Anyone whose downstream code did:

from models import WorkbookDTO          # ← used to "work" because of the leak
from parsers.workbook_parser import …

must update to:

from ks_xlsx_parser.models import WorkbookDTO
from ks_xlsx_parser.parsers.workbook_parser import …

If you only used the documented public surface (from ks_xlsx_parser import parse_workbook and ks_xlsx_parser.pipeline.parse_workbook), nothing changes — those names still resolve, and now they actually load.

Upgrade

pip install --upgrade ks-xlsx-parser
# or
uv pip install --upgrade ks-xlsx-parser

Then:

from ks_xlsx_parser import parse_workbook
result = parse_workbook(path="report.xlsx")
print(result.workbook.total_cells)
for chunk in result.chunks:
    print(chunk.source_uri, chunk.render_text[:120])
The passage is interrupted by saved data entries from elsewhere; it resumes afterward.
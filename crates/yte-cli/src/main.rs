use std::path::PathBuf;
use std::sync::Arc;

use anyhow::{Context, Result};
use chrono::Local;
use clap::{Parser, Subcommand, ValueEnum};
use tracing_subscriber::{fmt::SubscriberBuilder, EnvFilter};
use yte_adapters::{
    fetch_thumbnail, upload_image, upload_to_destination, RemoteStorage, ServiceAccountKey,
};
use yte_storage::SnapshotFormat;
use yte_sync::{CheckOutcome, DailyRunSummary, SyncConfig};

#[derive(Debug, Parser)]
#[command(name = "yte-cli")]
#[command(about = "YouTube trending explorer: daily snapshots uploaded to Google Drive")]
struct Cli {
    /// Snapshot file format.
    #[arg(long, value_enum, global = true, default_value_t = FormatArg::Csv)]
    format: FormatArg,

    #[command(subcommand)]
    command: Option<Commands>,
}

#[derive(Debug, Clone, Copy, ValueEnum)]
enum FormatArg {
    Csv,
    Parquet,
}

impl From<FormatArg> for SnapshotFormat {
    fn from(value: FormatArg) -> Self {
        match value {
            FormatArg::Csv => SnapshotFormat::Csv,
            FormatArg::Parquet => SnapshotFormat::Parquet,
        }
    }
}

#[derive(Debug, Subcommand)]
enum Commands {
    /// Run the scheduler until interrupted (default).
    Run,
    /// Run the daily routine now.
    Once,
    /// Run a double check now.
    Check,
    /// Upload a local file to `parent/.../name` in Drive.
    Upload {
        local: PathBuf,
        destination: String,
        #[arg(long)]
        mime: Option<String>,
    },
    /// Delete a Drive file by id.
    Delete { file_id: String },
    /// Download a thumbnail image, optionally uploading it to Drive.
    Thumbnail {
        link: String,
        local: PathBuf,
        /// Drive destination (`parent/.../name`) for the downloaded image.
        #[arg(long)]
        upload: Option<String>,
    },
    /// Upload a local JPEG to `parent/.../name` in Drive.
    UploadImage { local: PathBuf, destination: String },
}

fn init_tracing(default_filter: &str) -> Result<()> {
    let filter =
        EnvFilter::try_from_default_env().unwrap_or_else(|_| EnvFilter::new(default_filter));
    SubscriberBuilder::default()
        .with_env_filter(filter)
        .with_target(true)
        .try_init()
        .map_err(|e| anyhow::anyhow!("failed to initialize tracing: {e}"))
}

fn print_summary(summary: &DailyRunSummary) {
    println!(
        "daily routine complete: date={} regions={} rows={} file={} sha256={} uploaded={}",
        summary.run_date,
        summary.regions,
        summary.snapshot.rows,
        summary.snapshot.path.display(),
        summary.snapshot.sha256,
        summary.uploaded_file_id.as_deref().unwrap_or("no"),
    );
    if let Some(failure) = &summary.sanity_failure {
        eprintln!("warning: {failure}");
    }
}

fn drive_from_env(config: &SyncConfig) -> Result<yte_adapters::DriveClient> {
    let key = ServiceAccountKey::from_env_or_file(&config.service_account_file)
        .context("loading service account credentials")?;
    yte_sync::build_drive_client(config, key)
}

#[tokio::main(flavor = "current_thread")]
async fn main() -> Result<()> {
    init_tracing("info")?;
    let cli = Cli::parse();
    let config = SyncConfig {
        format: cli.format.into(),
        ..Default::default()
    };

    match cli.command.unwrap_or(Commands::Run) {
        Commands::Run => {
            let pipeline = yte_sync::build_pipeline_from_env(config)?;
            yte_sync::run_forever(Arc::new(pipeline)).await?;
        }
        Commands::Once => {
            let pipeline = yte_sync::build_pipeline_from_env(config)?;
            let summary = pipeline.daily_routine(Local::now().date_naive()).await?;
            print_summary(&summary);
        }
        Commands::Check => {
            let pipeline = yte_sync::build_pipeline_from_env(config)?;
            match pipeline.double_check(Local::now().date_naive()).await? {
                CheckOutcome::AlreadyUploaded => println!("double check: snapshot already uploaded"),
                CheckOutcome::Reran(summary) => print_summary(&summary),
            }
        }
        Commands::Upload {
            local,
            destination,
            mime,
        } => {
            let drive = drive_from_env(&config)?;
            let file_id = upload_to_destination(&drive, &local, &destination, mime.as_deref())
                .await
                .with_context(|| format!("uploading {} to {destination}", local.display()))?;
            println!("uploaded: id={file_id} destination={destination}");
        }
        Commands::Delete { file_id } => {
            let drive = drive_from_env(&config)?;
            drive
                .delete_file(&file_id)
                .await
                .with_context(|| format!("deleting {file_id}"))?;
            println!("deleted: id={file_id}");
        }
        Commands::Thumbnail {
            link,
            local,
            upload,
        } => {
            let http = yte_sync::build_http_fetcher(&config)?;
            let bytes = fetch_thumbnail(&http, &link, &local)
                .await
                .with_context(|| format!("downloading {link}"))?;
            println!("thumbnail saved: path={} bytes={bytes}", local.display());
            if let Some(destination) = upload {
                let drive = drive_from_env(&config)?;
                let file_id = upload_image(&drive, &local, &destination)
                    .await
                    .with_context(|| format!("uploading {} to {destination}", local.display()))?;
                println!("uploaded: id={file_id} destination={destination}");
            }
        }
        Commands::UploadImage { local, destination } => {
            let drive = drive_from_env(&config)?;
            let file_id = upload_image(&drive, &local, &destination)
                .await
                .with_context(|| format!("uploading {} to {destination}", local.display()))?;
            println!("uploaded: id={file_id} destination={destination}");
        }
    }

    Ok(())
}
Verification used to ship this release

1041 passed, 11 deselected           # full test suite
verifying ks_xlsx_parser-0.2.1-py3-none-any.whl
wheel contents OK (61 entries, top-level: ks_xlsx_parser)
clean-venv import OK
wheel verification PASSED

scripts/verify_wheel.py ran as a release-workflow step before the PyPI publish, with the wheel that's now on PyPI.

Thanks

Frank for the bug report — the channel screenshot was the right level of detail to reproduce in five minutes.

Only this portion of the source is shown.